Well the Highsider is due for a freshen up, mostly due to me taking a turn too quick in the truck and rolling the trailer, but also from the oysters and what not. Boat is currently painted with AwlGrip and I need to fill a few gouges and do some light glass work before I paint again. My question is, can I paint over the existing AwlGrip in lieu of sanding the whole thing down to the glass? I’ve read some mixed opinions on this elsewhere but wanted to get the communities input and experiences. Thinking a light sand and fresh coat of primer will suffice instead of taking it all off. Also, paint over with AwlGrip again? Or a different (hopefully cheaper) product?
Thanks


----------



## BassFlats (Nov 26, 2018)

I imagine if you scuffed it and put a proper primer on it , you could coat it with many different products.
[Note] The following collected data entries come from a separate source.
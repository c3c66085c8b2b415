//! Axum route handlers for the Generation API.

use axum::{
    extract::{
        multipart::{Field, Multipart},
        State,
    },
    http::{header, StatusCode},
    response::{IntoResponse, Response},
};
use bytes::Bytes;
use tracing::{debug, info};

use crate::errors::AppError;
use crate::extraction::extract_text;
use crate::generation::composer::{compose_application, package_bundle, ApplicationRequest};
use crate::state::AppState;

const ARCHIVE_MEDIA_TYPE: &str = "application/zip";

// ────────────────────────────────────────────────────────────────────────────
// Multipart form
// ────────────────────────────────────────────────────────────────────────────

struct Upload {
    file_name: String,
    bytes: Bytes,
}

struct ApplicationForm {
    job_description: String,
    resume: Upload,
    cover_letter: Upload,
}

async fn read_form(mut multipart: Multipart) -> Result<ApplicationForm, AppError> {
    let mut job_description = None;
    let mut resume = None;
    let mut cover_letter = None;

    while let Some(field) = multipart
        .next_field()
        .await
        .map_err(|e| AppError::Validation(format!("Invalid multipart body: {e}")))?
    {
        let name = field.name().unwrap_or_default().to_string();
        match name.as_str() {
            "job_description" => {
                let text = field
                    .text()
                    .await
                    .map_err(|e| AppError::Validation(format!("Invalid job_description: {e}")))?;
                job_description = Some(text);
            }
            "resume" => resume = Some(read_upload(field).await?),
            "cover_letter" => cover_letter = Some(read_upload(field).await?),
            other => debug!("Ignoring unexpected multipart field '{other}'"),
        }
    }

    Ok(ApplicationForm {
        job_description: job_description
            .filter(|jd| !jd.trim().is_empty())
            .ok_or_else(|| AppError::Validation("job_description cannot be empty".to_string()))?,
        resume: resume.ok_or_else(|| AppError::Validation("resume file is required".to_string()))?,
        cover_letter: cover_letter
            .ok_or_else(|| AppError::Validation("cover_letter file is required".to_string()))?,
    })
}

async fn read_upload(field: Field<'_>) -> Result<Upload, AppError> {
    let file_name = field.file_name().unwrap_or_default().to_string();
    let bytes = field
        .bytes()
        .await
        .map_err(|e| AppError::Validation(format!("Failed to read upload '{file_name}': {e}")))?;
    Ok(Upload { file_name, bytes })
}

// ────────────────────────────────────────────────────────────────────────────
// Handlers
// ────────────────────────────────────────────────────────────────────────────

/// POST /api/v1/applications
///
/// Multipart fields: `job_description` (text), `resume` (file), `cover_letter` (file).
/// Returns a zip of the tailored resume, cover letter and research notes.
/// Nothing partial is ever returned: any completion failure fails the request.
pub async fn handle_generate_application(
    State(state): State<AppState>,
    multipart: Multipart,
) -> Result<Response, AppError> {
    let form = read_form(multipart).await?;

    let (resume_text, cover_letter_text) = tokio::join!(
        extract_text(&form.resume.file_name, form.resume.bytes),
        extract_text(&form.cover_letter.file_name, form.cover_letter.bytes),
    );

    let request = ApplicationRequest {
        job_description: form.job_description,
        resume_text,
        cover_letter_text,
    };

    let bundle = compose_application(&state.llm, &request).await?;
    let archive_name = bundle.filenames.archive.clone();

    let archive = tokio::task::spawn_blocking(move || package_bundle(&bundle))
        .await
        .map_err(|e| AppError::Internal(anyhow::anyhow!("Packaging task failed: {e}")))??;

    info!("Returning {} ({} bytes)", archive_name, archive.len());

    Ok((
        StatusCode::OK,
        [
            (header::CONTENT_TYPE, ARCHIVE_MEDIA_TYPE.to_string()),
            (
                header::CONTENT_DISPOSITION,
                format!("attachment; filename=\"{archive_name}\""),
            ),
        ],
        archive,
    )
        .into_response())
}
But probably easier to go with Awlgrip again. I have scuffed Awlgrip and painted over it with single part poly and also oil base enamel.


----------



## Charles Hadley (Jan 20, 2019)

Finish repairs in 180 grit
Prime with 2 part eurathane primer
Sand whole hull with 320 and if spraying use aircraft 200
If roll and tip use regular awlgrip


----------



## Charles Hadley (Jan 20, 2019)

Sorry allcraft 2000


----------



## Mike Haydon (Dec 19, 2019)

I agree with mr. Hadley for the most part. Bust your glass work down to 80 to glass on. Finish that to 180. Rest of boat scuff to 180. Use top coat your usings primer. Sand that to 320. Do the finish coat now. If spraying awlcraft 2000 is very nice to buff. Will give a very professional result. An old painters 2cents. Lol


----------